Etymology is the study of the origin of words and how the meaning of words has changed over the course of history.
Let’s take the word “etymology” as an example. “Etymology” derives from the Greek word etumos, meaning “true.” Etumologia was the study of words’ “true meanings.” This evolved into “etymology” by way of the Old French ethimologie. That’s all fairly straightforward, but there are many, many words in the English language that have unexpected and fascinating origins. Handicap is a good example:
This word originates from the 17th-century English trading game “hand-in-cap.” The game involved two players and an arbitrator, or umpire. The players would present two possessions they would like to trade. The umpire would then decide whether the possessions were of equal value or not, and if they weren’t, would calculate the discrepancy. The owner of the lesser object would make up the difference with money, and then all three participants would place forfeit money into a hat.

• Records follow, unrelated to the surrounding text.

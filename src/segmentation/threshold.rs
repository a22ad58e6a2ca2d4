//! Global thresholds and seed placement on a single image.

use super::components::neighbors;
use super::options::SeedOptions;
use crate::image::ImageF32;
use crate::stats::percentile;

/// Otsu threshold over a `bins`-bin histogram of the finite pixel values.
/// A constant image returns its value.
pub fn otsu_threshold(image: &ImageF32, bins: usize) -> f32 {
    let Some((lo, hi)) = image.min_max() else {
        return 0.0;
    };
    let bins = bins.max(2);
    let range = hi - lo;
    if range <= f32::EPSILON {
        return lo;
    }
    let mut hist = vec![0usize; bins];
    for &v in image.data.iter().filter(|v| v.is_finite()) {
        let b = (((v - lo) / range) * bins as f32) as usize;
        hist[b.min(bins - 1)] += 1;
    }
    let total: usize = hist.iter().sum();
    let sum_all: f64 = hist.iter().enumerate().map(|(i, &c)| i as f64 * c as f64).sum();

    let mut best = (0usize, f64::NEG_INFINITY);
    let mut weight_bg = 0usize;
    let mut sum_bg = 0.0f64;
    for (t, &count) in hist.iter().enumerate().take(bins - 1) {
        weight_bg += count;
        if weight_bg == 0 {
            continue;
        }
        let weight_fg = total - weight_bg;
        if weight_fg == 0 {
            break;
        }
        sum_bg += t as f64 * count as f64;
        let mean_bg = sum_bg / weight_bg as f64;
        let mean_fg = (sum_all - sum_bg) / weight_fg as f64;
        let between = weight_bg as f64 * weight_fg as f64 * (mean_bg - mean_fg).powi(2);
        if between > best.1 {
            best = (t, between);
        }
    }
    lo + range * (best.0 + 1) as f32 / bins as f32
}

/// Seeds as `(x, y)`. Explicit points win; otherwise the brightest pixels at
/// or above the seed percentile are taken greedily, `spacing` apart. Pixels
/// whose whole 8-neighbourhood clears the percentile are preferred.
pub fn select_seeds(image: &ImageF32, options: &SeedOptions) -> Vec<(usize, usize)> {
    if !options.points.is_empty() {
        return options
            .points
            .iter()
            .filter(|p| p[0] < image.w && p[1] < image.h)
            .map(|p| (p[0], p[1]))
            .collect();
    }
    let values: Vec<f64> = image.data.iter().map(|&v| v as f64).collect();
    let Some(threshold) = percentile(&values, options.percentile) else {
        return Vec::new();
    };
    let bright = |i: usize| image.data[i].is_finite() && image.data[i] as f64 >= threshold;
    let mut candidates: Vec<usize> = (0..image.len())
        .filter(|&i| bright(i) && neighbors(i, image.w, image.h).all(bright))
        .collect();
    if candidates.is_empty() {
        candidates = (0..image.len()).filter(|&i| bright(i)).collect();
    }
    candidates.sort_by(|&a, &b| image.data[b].total_cmp(&image.data[a]).then(a.cmp(&b)));

    let mut seeds: Vec<(usize, usize)> = Vec::new();
    for idx in candidates {
        if seeds.len() >= options.max_seeds.max(1) {
            break;
        }
        let (x, y) = (idx % image.w, idx / image.w);
        let far_enough = seeds
            .iter()
            .all(|&(sx, sy)| sx.abs_diff(x).max(sy.abs_diff(y)) >= options.spacing);
        if far_enough {
            seeds.push((x, y));
        }
    }
    seeds
}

If the two players agreed with the umpire’s valuation, they would remove their hands from the hat with their palm open. If they disagreed, they would pull out their hands clenched in a fist. If both agreed or disagreed, the umpire would get the forfeit money, while if one agreed and the other didn’t, the player who approved the transaction would receive the forfeit money.
Over time, hand-in-cap came to be known as “handicap” and started to be used to refer to any kind of equalization or balancing of a contest or game.
The word handicap is still used in many sports today, such as golf and horse racing. Indeed, horse racing was probably the first sport to introduce the term in order to define an umpire’s decision to add more weight to a horse so that it runs equally to its competitors. This notion of being burdened or put at a disadvantage was carried over to describe people with a disability in the early 20th century.